» Records for the task:
use super::rowset::{KeyedMutation, MutationTarget, RowIterator, RowSet};
use crate::error::Result;
use crate::mvcc::{MvccSnapshot, Timestamp};
use crate::schema::{apply_change, Row, RowChange};
use crate::Error;

use crossbeam_skiplist::SkipMap;
use parking_lot::Mutex;
use std::ops::Bound;
use std::sync::atomic::{AtomicUsize, Ordering};
use std::sync::Arc;

/// One inserted row plus the mutations applied to it since.
struct MrsRow {
    insert_ts: Timestamp,
    row: Row,
    mutations: Mutex<Vec<(Timestamp, RowChange)>>,
}

impl MrsRow {
    /// Liveness after every applied mutation, committed or not.
    fn is_live(&self) -> bool {
        self.mutations
            .lock()
            .iter()
            .fold(true, |live, (_, change)| match change {
                RowChange::Delete => false,
                RowChange::Reinsert(_) => true,
                RowChange::Update(_) => live,
            })
    }

    fn state_as_of(&self, snapshot: &MvccSnapshot) -> Option<Row> {
        if !snapshot.is_committed(self.insert_ts) {
            return None;
        }
        let mut state = Some(self.row.clone());
        for (ts, change) in self.mutations.lock().iter() {
            if snapshot.is_committed(*ts) {
                apply_change(&mut state, change);
            }
        }
        state
    }
}

#[derive(Debug, Clone, Copy, PartialEq, Eq)]
pub enum InsertOutcome {
    Inserted,
    /// The key held a deleted row, which is now restored.
    Reinserted,
}

/// The mutable, key-indexed in-memory store accepting new rows.
///
/// Deleted rows stay in the map as ghosts so a later insert of the same
/// key becomes a reinsert of the existing entry, keeping every mutation of
/// a key in one timestamp-ordered list.
pub struct MemRowSet {
    id: u64,
    rows: SkipMap<Vec<u8>, MrsRow>,
    size: AtomicUsize,
}

impl MemRowSet {
    pub fn new(id: u64) -> Self {
        Self {
            id,
            rows: SkipMap::new(),
            size: AtomicUsize::new(0),
        }
    }

    pub fn id(&self) -> u64 {
        self.id
    }

    pub fn is_empty(&self) -> bool {
        self.rows.is_empty()
    }

    pub fn entry_count(&self) -> usize {
        self.rows.len()
    }

    /// Insert a new row, or restore a deleted one under the same key.
    ///
    /// Callers serialize inserts; the map itself only guards readers.
    pub fn insert(&self, key: Vec<u8>, ts: Timestamp, row: Row) -> Result<InsertOutcome> {
        if let Some(entry) = self.rows.get(key.as_slice()) {
            let existing = entry.value();
            if existing.is_live() {
                return Err(Error::AlreadyPresent(
                    "key already present in MemRowSet".to_string(),
                ));
            }
            let change = RowChange::Reinsert(row);
            self.size.fetch_add(change.estimated_size(), Ordering::Relaxed);
            existing.mutations.lock().push((ts, change));
            return Ok(InsertOutcome::Reinserted);
        }

        self.size
            .fetch_add(key.len() + row.estimated_size(), Ordering::Relaxed);
        self.rows.insert(
            key,
            MrsRow {
                insert_ts: ts,
                row,
                mutations: Mutex::new(Vec::new()),
            },
        );
        Ok(InsertOutcome::Inserted)
    }

    /// Mutations whose timestamp satisfies `pred`, in per-row order.
    pub fn mutations_where(&self, pred: impl Fn(Timestamp) -> bool) -> Vec<KeyedMutation> {
        let mut out = Vec::new();
        for entry in self.rows.iter() {
            for (ts, change) in entry.value().mutations.lock().iter() {
                if pred(*ts) {
                    out.push(KeyedMutation {
                        key: entry.key().clone(),
                        ts: *ts,
                        change: change.clone(),
                    });
                }
            }
        }
        out
    }
}

impl RowSet for MemRowSet {
    fn describe(&self) -> String {
        format!("MemRowSet({})", self.id)
    }

    fn check_row_present(&self, key: &[u8]) -> Result<bool> {
        Ok(self
            .rows
            .get(key)
            .is_some_and(|entry| entry.value().is_live()))
    }

    fn mutate_row(
        &self,
        key: &[u8],
        ts: Timestamp,
        change: &RowChange,
    ) -> Result<Option<Vec<MutationTarget>>> {
        let Some(entry) = self.rows.get(key) else {
            return Ok(None);
        };
        let row = entry.value();
        let live = row.is_live();
        let applicable = match change {
            RowChange::Reinsert(_) => !live,
            RowChange::Update(_) | RowChange::Delete => live,
        };
        if !applicable {
            return Ok(None);
        }

        self.size
            .fetch_add(change.estimated_size(), Ordering::Relaxed);
        row.mutations.lock().push((ts, change.clone()));
        Ok(Some(vec![MutationTarget::MemRowSet(self.id)]))
    }

    fn iter(self: Arc<Self>, snapshot: MvccSnapshot) -> Result<RowIterator> {
        Ok(Box::new(MemRowSetIter {
            mrs: self,
            snapshot,
            last_key: None,
        }))
    }

    fn estimated_size(&self) -> usize {
        self.size.load(Ordering::Relaxed)
    }
}

/// Owning cursor over a MemRowSet; resumes after the last returned key so
/// rows inserted concurrently are either seen once or not at all.
struct MemRowSetIter {
    mrs: Arc<MemRowSet>,
    snapshot: MvccSnapshot,
    last_key: Option<Vec<u8>>,
}

impl Iterator for MemRowSetIter {
    type Item = Result<(Vec<u8>, Row)>;

    fn next(&mut self) -> Option<Self::Item> {
        loop {
            let entry = match &self.last_key {
                None => self.mrs.rows.front(),
                Some(last) => self
                    .mrs
                    .rows
                    .lower_bound(Bound::Excluded(last.as_slice())),
            }?;
            let key = entry.key().clone();
            let state = entry.value().state_as_of(&self.snapshot);
            self.last_key = Some(key.clone());
            if let Some(row) = state {
                return Some(Ok((key, row)));
            }
        }
    }
}

#[cfg(test)]
mod tests {
    use super::*;
    use crate::mvcc::{Clock, MvccManager};
    use crate::schema::Value;

    fn row(v: u32) -> Row {
        [(0, Value::UInt32(v)), (1, Value::UInt32(v * 10))]
            .into_iter()
            .collect()
    }

    fn collect(mrs: &Arc<MemRowSet>, snapshot: MvccSnapshot) -> Vec<(Vec<u8>, Row)> {
        mrs.clone()
            .iter(snapshot)
            .unwrap()
            .collect::<Result<_>>()
            .unwrap()
    }

    #[test]
    fn test_insert_duplicate_and_reinsert() -> Result<()> {
        let mrs = MemRowSet::new(1);
        assert_eq!(mrs.insert(vec![1], Timestamp(1), row(1))?, InsertOutcome::Inserted);
        assert!(matches!(
            mrs.insert(vec![1], Timestamp(2), row(1)),
            Err(Error::AlreadyPresent(_))
        ));

        assert!(mrs
            .mutate_row(&[1], Timestamp(3), &RowChange::Delete)?
            .is_some());
        assert!(!mrs.check_row_present(&[1])?);

        // Deleting or updating a ghost finds nothing.
        assert!(mrs.mutate_row(&[1], Timestamp(4), &RowChange::Delete)?.is_none());

        assert_eq!(mrs.insert(vec![1], Timestamp(5), row(2))?, InsertOutcome::Reinserted);
        assert!(mrs.check_row_present(&[1])?);
        assert_eq!(mrs.entry_count(), 1);
        Ok(())
    }

    #[test]
    fn test_iter_respects_snapshot() -> Result<()> {
        let mvcc = MvccManager::new(Arc::new(Clock::new()));
        let mrs = Arc::new(MemRowSet::new(1));

        let t1 = mvcc.start_transaction();
        mrs.insert(vec![1], t1, row(1))?;
        mrs.insert(vec![2], t1, row(2))?;
        mvcc.commit(t1);
        let before_update = mvcc.take_snapshot();

        let t2 = mvcc.start_transaction();
        mrs.mutate_row(&[1], t2, &RowChange::Update(vec![(1, Value::UInt32(99))]))?;
        mrs.mutate_row(&[2], t2, &RowChange::Delete)?;

        // Applied but uncommitted changes are invisible.
        let during = mvcc.take_snapshot();
        assert_eq!(collect(&mrs, during).len(), 2);

        mvcc.commit(t2);
        let after = collect(&mrs, mvcc.take_snapshot());
        assert_eq!(after.len(), 1);
        assert_eq!(after[0].1.get(1), Some(&Value::UInt32(99)));

        let old = collect(&mrs, before_update);
        assert_eq!(old[0].1.get(1), Some(&Value::UInt32(10)));
        Ok(())
    }

    #[test]
    fn test_mutations_where() -> Result<()> {
        let mrs = MemRowSet::new(3);
        mrs.insert(vec![1], Timestamp(1), row(1))?;
        mrs.mutate_row(&[1], Timestamp(4), &RowChange::Update(vec![(1, Value::UInt32(5))]))?;
        mrs.mutate_row(&[1], Timestamp(8), &RowChange::Delete)?;

        let missed = mrs.mutations_where(|ts| ts >= Timestamp(3) && ts < Timestamp(6));
        assert_eq!(missed.len(), 1);
        assert_eq!(missed[0].ts, Timestamp(4));
        assert_eq!(missed[0].key, vec![1]);
        Ok(())
    }
}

» What the task requires:
Copy exactly the line that contains "assert_eq!(missed.len(), 1);" and every line after it, up to and including the last line of the records.

» Output of the exercise:
        assert_eq!(missed.len(), 1);
        assert_eq!(missed[0].ts, Timestamp(4));
        assert_eq!(missed[0].key, vec![1]);
        Ok(())
    }
}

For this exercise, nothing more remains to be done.